WHAT YOU WILL DO:
Would you please copy every line below that includes the string "serde"?
DATA RECORDS: Begin
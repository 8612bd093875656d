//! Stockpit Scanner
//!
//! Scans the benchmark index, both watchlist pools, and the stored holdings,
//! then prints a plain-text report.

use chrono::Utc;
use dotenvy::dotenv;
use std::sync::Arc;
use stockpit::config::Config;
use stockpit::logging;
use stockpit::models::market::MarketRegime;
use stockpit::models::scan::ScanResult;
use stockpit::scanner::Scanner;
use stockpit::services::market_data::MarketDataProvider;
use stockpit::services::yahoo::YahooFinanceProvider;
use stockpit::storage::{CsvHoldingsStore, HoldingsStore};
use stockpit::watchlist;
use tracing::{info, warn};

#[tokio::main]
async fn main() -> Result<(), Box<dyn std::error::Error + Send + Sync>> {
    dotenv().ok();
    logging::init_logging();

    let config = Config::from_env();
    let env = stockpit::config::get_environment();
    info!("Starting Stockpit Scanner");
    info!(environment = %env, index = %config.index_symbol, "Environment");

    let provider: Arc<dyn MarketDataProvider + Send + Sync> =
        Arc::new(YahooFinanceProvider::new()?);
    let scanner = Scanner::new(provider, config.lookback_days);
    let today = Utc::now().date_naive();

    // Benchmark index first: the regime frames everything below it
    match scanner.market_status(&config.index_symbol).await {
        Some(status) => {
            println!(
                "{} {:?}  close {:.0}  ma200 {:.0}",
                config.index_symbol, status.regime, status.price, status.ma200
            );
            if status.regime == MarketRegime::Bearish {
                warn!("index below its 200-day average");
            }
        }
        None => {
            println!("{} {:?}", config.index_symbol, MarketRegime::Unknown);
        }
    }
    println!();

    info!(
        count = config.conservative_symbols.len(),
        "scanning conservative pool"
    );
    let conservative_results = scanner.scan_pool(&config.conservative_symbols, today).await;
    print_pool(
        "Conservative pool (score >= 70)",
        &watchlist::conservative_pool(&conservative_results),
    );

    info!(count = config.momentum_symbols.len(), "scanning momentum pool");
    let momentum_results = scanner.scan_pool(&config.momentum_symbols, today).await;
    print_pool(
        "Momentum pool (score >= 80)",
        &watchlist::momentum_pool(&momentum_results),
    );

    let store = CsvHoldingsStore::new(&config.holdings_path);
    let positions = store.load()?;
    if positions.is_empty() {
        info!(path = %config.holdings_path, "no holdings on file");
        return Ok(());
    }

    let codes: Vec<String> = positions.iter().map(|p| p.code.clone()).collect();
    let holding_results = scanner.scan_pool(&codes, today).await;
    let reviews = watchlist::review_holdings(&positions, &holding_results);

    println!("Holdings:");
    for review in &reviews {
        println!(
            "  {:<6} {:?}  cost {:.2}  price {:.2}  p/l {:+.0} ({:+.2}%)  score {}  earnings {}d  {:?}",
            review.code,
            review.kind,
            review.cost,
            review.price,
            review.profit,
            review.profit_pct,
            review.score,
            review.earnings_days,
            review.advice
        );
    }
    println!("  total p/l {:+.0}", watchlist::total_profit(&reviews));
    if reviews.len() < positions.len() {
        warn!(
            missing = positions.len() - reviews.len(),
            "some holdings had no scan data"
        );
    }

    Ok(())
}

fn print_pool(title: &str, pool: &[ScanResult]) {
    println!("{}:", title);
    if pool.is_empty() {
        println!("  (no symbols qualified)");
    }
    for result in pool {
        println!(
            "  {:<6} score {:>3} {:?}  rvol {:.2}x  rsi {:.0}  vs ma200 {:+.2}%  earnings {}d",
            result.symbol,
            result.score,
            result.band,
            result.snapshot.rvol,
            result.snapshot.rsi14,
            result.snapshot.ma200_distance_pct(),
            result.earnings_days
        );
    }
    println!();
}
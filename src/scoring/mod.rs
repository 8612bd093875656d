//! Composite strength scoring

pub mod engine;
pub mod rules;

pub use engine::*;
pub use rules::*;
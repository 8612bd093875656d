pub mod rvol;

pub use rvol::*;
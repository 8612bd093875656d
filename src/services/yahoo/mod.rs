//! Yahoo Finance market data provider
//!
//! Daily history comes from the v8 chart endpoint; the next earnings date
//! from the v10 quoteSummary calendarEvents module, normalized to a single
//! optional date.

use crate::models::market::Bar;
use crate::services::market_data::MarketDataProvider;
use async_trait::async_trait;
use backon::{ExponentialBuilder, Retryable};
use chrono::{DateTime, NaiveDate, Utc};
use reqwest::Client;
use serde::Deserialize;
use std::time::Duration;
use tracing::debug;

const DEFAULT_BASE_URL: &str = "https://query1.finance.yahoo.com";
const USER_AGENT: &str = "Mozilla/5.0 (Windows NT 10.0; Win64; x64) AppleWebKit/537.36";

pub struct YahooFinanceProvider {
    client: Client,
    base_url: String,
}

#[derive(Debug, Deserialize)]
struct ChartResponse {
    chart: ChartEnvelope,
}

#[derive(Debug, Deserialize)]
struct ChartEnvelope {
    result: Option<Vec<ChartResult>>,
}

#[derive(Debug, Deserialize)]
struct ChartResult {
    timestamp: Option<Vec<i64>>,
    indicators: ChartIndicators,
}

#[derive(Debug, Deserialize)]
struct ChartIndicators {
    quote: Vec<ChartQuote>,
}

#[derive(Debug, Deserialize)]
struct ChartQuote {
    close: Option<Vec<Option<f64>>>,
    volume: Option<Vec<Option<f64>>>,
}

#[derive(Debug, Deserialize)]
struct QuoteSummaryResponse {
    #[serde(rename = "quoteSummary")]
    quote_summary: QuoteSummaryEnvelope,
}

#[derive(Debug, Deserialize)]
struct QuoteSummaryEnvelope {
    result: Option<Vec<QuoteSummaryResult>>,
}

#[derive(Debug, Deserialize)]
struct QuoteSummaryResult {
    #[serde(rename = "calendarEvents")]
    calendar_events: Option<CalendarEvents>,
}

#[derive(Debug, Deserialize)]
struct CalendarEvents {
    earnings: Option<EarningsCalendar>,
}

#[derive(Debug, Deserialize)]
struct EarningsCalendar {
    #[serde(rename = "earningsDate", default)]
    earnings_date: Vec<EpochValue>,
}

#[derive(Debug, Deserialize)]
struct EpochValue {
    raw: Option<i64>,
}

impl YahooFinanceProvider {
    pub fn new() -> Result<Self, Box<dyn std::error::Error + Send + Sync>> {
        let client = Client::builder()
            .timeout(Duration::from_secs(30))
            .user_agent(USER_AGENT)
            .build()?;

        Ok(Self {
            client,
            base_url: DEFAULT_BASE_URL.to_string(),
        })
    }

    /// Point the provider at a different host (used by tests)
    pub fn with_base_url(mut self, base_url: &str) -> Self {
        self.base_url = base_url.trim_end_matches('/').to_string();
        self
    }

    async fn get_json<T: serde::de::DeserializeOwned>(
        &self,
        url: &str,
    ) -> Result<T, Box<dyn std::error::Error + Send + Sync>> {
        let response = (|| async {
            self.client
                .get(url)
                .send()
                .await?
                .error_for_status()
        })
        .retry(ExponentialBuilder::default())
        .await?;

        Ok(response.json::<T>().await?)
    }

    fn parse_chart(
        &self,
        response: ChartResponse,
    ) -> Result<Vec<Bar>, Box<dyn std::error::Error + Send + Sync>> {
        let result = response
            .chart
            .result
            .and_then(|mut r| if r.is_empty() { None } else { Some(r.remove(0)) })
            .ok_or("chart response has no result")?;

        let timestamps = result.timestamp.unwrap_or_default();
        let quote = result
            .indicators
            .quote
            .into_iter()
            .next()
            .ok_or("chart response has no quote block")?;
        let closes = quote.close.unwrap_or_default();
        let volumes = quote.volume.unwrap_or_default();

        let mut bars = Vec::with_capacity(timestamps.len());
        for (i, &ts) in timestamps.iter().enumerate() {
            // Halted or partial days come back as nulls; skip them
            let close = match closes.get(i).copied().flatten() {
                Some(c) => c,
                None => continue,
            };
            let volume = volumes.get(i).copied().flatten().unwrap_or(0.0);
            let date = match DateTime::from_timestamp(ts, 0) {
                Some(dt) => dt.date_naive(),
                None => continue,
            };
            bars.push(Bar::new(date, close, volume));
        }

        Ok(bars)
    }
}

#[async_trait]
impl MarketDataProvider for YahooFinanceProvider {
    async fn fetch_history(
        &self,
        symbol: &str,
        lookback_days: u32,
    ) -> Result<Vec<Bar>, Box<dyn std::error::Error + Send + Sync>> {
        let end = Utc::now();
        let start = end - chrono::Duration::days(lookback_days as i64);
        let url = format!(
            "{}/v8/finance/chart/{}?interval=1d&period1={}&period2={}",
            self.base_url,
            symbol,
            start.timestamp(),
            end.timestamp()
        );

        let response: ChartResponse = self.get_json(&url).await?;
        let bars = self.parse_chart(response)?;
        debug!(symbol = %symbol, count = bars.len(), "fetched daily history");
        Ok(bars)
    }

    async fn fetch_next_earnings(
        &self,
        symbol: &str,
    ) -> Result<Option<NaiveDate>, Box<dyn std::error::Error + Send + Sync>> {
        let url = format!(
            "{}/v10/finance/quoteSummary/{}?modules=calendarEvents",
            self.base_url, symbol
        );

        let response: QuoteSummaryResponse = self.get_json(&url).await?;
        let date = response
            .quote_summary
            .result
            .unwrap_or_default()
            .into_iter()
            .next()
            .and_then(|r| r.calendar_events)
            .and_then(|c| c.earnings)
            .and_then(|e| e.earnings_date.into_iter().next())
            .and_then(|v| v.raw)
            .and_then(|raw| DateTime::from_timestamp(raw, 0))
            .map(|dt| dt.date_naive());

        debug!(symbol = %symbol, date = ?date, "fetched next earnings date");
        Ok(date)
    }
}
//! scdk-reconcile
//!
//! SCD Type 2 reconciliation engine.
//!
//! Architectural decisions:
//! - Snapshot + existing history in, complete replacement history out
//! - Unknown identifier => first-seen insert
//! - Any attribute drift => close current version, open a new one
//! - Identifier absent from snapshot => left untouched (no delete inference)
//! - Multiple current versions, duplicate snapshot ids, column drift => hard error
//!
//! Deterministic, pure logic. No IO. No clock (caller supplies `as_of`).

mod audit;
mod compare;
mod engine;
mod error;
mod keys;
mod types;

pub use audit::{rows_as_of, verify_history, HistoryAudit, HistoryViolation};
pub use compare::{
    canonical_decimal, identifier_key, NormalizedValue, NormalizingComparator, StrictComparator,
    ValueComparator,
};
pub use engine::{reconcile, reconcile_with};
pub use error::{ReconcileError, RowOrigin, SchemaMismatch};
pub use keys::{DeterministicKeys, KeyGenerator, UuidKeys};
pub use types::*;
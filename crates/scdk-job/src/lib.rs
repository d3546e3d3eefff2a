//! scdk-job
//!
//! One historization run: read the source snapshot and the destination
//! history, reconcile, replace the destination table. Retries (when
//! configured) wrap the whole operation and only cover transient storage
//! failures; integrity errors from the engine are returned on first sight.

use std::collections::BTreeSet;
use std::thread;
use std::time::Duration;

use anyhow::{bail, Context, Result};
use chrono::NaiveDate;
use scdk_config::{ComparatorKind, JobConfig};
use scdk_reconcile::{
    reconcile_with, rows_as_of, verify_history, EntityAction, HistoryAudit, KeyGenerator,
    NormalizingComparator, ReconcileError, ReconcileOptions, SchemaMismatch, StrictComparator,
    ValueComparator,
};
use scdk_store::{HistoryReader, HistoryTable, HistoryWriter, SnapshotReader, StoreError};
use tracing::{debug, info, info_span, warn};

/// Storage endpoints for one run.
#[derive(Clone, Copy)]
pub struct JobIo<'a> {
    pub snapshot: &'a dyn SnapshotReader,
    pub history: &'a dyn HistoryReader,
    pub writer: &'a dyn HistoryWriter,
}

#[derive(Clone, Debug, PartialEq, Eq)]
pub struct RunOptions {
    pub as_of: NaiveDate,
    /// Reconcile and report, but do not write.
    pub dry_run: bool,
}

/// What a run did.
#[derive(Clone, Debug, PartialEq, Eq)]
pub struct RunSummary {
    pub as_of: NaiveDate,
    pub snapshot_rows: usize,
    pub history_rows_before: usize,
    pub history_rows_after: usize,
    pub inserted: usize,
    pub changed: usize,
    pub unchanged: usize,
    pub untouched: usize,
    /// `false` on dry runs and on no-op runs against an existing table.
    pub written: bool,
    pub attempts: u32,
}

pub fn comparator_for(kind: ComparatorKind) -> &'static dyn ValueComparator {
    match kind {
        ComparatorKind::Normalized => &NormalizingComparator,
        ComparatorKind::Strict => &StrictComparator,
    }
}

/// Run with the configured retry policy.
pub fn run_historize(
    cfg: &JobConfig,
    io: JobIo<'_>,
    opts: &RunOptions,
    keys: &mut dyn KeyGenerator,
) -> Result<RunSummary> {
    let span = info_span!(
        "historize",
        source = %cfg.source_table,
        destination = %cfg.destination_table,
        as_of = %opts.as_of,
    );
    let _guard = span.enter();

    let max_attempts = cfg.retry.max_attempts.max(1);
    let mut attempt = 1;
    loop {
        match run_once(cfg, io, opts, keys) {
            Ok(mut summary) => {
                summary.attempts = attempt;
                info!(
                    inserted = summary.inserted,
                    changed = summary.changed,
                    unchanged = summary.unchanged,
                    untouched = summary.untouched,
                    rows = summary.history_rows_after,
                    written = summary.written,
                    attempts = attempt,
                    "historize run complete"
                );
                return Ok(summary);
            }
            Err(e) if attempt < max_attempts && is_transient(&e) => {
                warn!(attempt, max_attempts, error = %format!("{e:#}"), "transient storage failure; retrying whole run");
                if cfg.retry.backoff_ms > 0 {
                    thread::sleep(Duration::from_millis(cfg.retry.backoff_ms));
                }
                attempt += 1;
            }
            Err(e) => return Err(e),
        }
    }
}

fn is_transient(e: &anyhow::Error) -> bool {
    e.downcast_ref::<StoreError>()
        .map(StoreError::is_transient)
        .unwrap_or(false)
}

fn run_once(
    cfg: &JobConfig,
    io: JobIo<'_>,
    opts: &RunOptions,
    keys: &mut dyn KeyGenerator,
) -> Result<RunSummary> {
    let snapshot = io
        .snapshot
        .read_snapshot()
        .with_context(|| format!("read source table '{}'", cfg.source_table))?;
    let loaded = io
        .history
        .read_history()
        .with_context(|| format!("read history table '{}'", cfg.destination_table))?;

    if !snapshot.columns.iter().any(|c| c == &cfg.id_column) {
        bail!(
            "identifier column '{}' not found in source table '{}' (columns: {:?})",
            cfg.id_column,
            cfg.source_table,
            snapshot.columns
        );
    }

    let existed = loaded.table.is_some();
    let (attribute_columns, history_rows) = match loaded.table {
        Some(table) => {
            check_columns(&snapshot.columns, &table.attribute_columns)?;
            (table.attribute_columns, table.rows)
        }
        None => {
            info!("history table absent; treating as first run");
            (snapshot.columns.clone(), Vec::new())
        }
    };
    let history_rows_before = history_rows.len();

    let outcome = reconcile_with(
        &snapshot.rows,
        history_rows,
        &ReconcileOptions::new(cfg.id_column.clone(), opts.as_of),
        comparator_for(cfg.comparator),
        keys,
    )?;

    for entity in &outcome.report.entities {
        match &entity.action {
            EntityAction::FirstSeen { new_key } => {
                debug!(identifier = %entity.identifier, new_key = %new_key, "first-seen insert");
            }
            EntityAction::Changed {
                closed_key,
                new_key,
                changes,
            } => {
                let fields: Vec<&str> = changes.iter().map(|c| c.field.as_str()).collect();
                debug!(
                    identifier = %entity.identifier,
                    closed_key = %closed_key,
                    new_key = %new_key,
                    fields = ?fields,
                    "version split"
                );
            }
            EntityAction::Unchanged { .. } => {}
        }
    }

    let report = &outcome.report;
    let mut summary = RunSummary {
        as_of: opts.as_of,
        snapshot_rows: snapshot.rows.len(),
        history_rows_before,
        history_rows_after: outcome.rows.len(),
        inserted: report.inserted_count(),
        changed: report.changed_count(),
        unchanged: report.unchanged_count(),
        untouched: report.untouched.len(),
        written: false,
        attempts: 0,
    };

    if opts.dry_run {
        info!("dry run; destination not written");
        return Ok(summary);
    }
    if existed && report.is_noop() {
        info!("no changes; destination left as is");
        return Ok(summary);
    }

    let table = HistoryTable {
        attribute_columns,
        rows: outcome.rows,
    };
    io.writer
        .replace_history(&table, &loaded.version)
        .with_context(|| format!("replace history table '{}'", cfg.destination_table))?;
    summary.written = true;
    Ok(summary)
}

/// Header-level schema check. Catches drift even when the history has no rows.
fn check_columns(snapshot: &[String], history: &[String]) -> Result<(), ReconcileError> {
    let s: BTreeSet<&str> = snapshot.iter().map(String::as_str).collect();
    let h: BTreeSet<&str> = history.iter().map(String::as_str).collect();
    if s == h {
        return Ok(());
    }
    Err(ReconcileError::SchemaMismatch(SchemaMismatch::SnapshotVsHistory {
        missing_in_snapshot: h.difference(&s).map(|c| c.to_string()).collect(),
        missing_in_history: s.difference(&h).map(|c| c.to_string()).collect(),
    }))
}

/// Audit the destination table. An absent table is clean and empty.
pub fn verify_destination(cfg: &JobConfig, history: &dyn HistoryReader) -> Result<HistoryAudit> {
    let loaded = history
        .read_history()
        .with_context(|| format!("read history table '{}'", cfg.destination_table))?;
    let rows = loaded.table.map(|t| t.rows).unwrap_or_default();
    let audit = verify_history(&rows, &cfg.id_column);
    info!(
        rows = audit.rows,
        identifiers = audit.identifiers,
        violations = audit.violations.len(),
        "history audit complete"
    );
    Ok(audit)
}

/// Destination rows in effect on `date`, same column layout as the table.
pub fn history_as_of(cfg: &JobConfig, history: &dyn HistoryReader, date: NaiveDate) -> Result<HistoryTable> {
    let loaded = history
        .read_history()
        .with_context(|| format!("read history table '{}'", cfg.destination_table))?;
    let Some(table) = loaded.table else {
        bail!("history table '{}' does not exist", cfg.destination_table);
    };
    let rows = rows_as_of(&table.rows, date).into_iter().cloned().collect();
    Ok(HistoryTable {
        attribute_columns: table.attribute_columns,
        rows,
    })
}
DATA RECORDS: End
ANSWER SPACE:
use serde::Deserialize;
    #[serde(rename = "quoteSummary")]
    #[serde(rename = "calendarEvents")]
    #[serde(rename = "earningsDate", default)]
    async fn get_json<T: serde::de::DeserializeOwned>(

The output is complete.